WHAT YOU NEED TO DO: The entries below hold a line with "pub mod error;" and a line with "pub fn init_lexical_analysis_logging()". Return those lines and all that lie between them, exactly and only.

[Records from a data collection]
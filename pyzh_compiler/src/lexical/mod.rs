//! Lexical analysis of dialect source text
//!
//! Splits source into a flat token stream whose concatenated text reproduces
//! the (normalized) source. Classification is line-oriented; see `analyzer`
//! for how logical lines and multi-line literals interact.

pub mod analyzer;
pub mod classifier;
pub mod error;
pub mod lines;
pub mod multiline;

use crate::config::compile_time::lexical::MAX_TOKEN_COUNT;
use crate::config::runtime::LexicalPreferences;
use crate::logging::codes;
use crate::tokens::TokenStream;

pub use analyzer::{LexicalAnalyzer, LexicalMetrics};
pub use classifier::{classify, is_identifier};
pub use error::LexerError;
pub use lines::{assemble_logical_line, normalize_line_endings, LogicalLine, PhysicalLines};
pub use multiline::{collect_multiline_string, CollectedString};

/// Tokenize with default preferences
pub fn tokenize(source: &str) -> Result<TokenStream, LexerError> {
    LexicalAnalyzer::new().tokenize(source)
}

pub fn tokenize_with_preferences(
    source: &str,
    preferences: LexicalPreferences,
) -> Result<TokenStream, LexerError> {
    LexicalAnalyzer::with_preferences(preferences).tokenize(source)
}

/// Check that every lexical error code is registered and the token limit is sane
pub fn init_lexical_analysis_logging() -> Result<(), String> {
    let lexical_codes = [
        codes::lexical::LEXICAL_FAILURE,
        codes::lexical::UNTERMINATED_STRING,
        codes::lexical::UNTERMINATED_CONTINUATION,
        codes::lexical::TOO_MANY_TOKENS,
    ];

    for code in &lexical_codes {
        if codes::get_error_metadata(code.as_str()).is_none() {
            return Err(format!(
                "Lexical error code {} not found in metadata registry",
                code.as_str()
            ));
        }
    }

    if MAX_TOKEN_COUNT == 0 {
        return Err("MAX_TOKEN_COUNT cannot be zero".to_string());
    }

    crate::log_debug!("Lexical limits initialized", "max_token_count" => MAX_TOKEN_COUNT);
    Ok(())
}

SOLUTION:
pub mod error;
pub mod lines;
pub mod multiline;

use crate::config::compile_time::lexical::MAX_TOKEN_COUNT;
use crate::config::runtime::LexicalPreferences;
use crate::logging::codes;
use crate::tokens::TokenStream;

pub use analyzer::{LexicalAnalyzer, LexicalMetrics};
pub use classifier::{classify, is_identifier};
pub use error::LexerError;
pub use lines::{assemble_logical_line, normalize_line_endings, LogicalLine, PhysicalLines};
pub use multiline::{collect_multiline_string, CollectedString};

/// Tokenize with default preferences
pub fn tokenize(source: &str) -> Result<TokenStream, LexerError> {
    LexicalAnalyzer::new().tokenize(source)
}

pub fn tokenize_with_preferences(
    source: &str,
    preferences: LexicalPreferences,
) -> Result<TokenStream, LexerError> {
    LexicalAnalyzer::with_preferences(preferences).tokenize(source)
}

/// Check that every lexical error code is registered and the token limit is sane
pub fn init_lexical_analysis_logging() -> Result<(), String> {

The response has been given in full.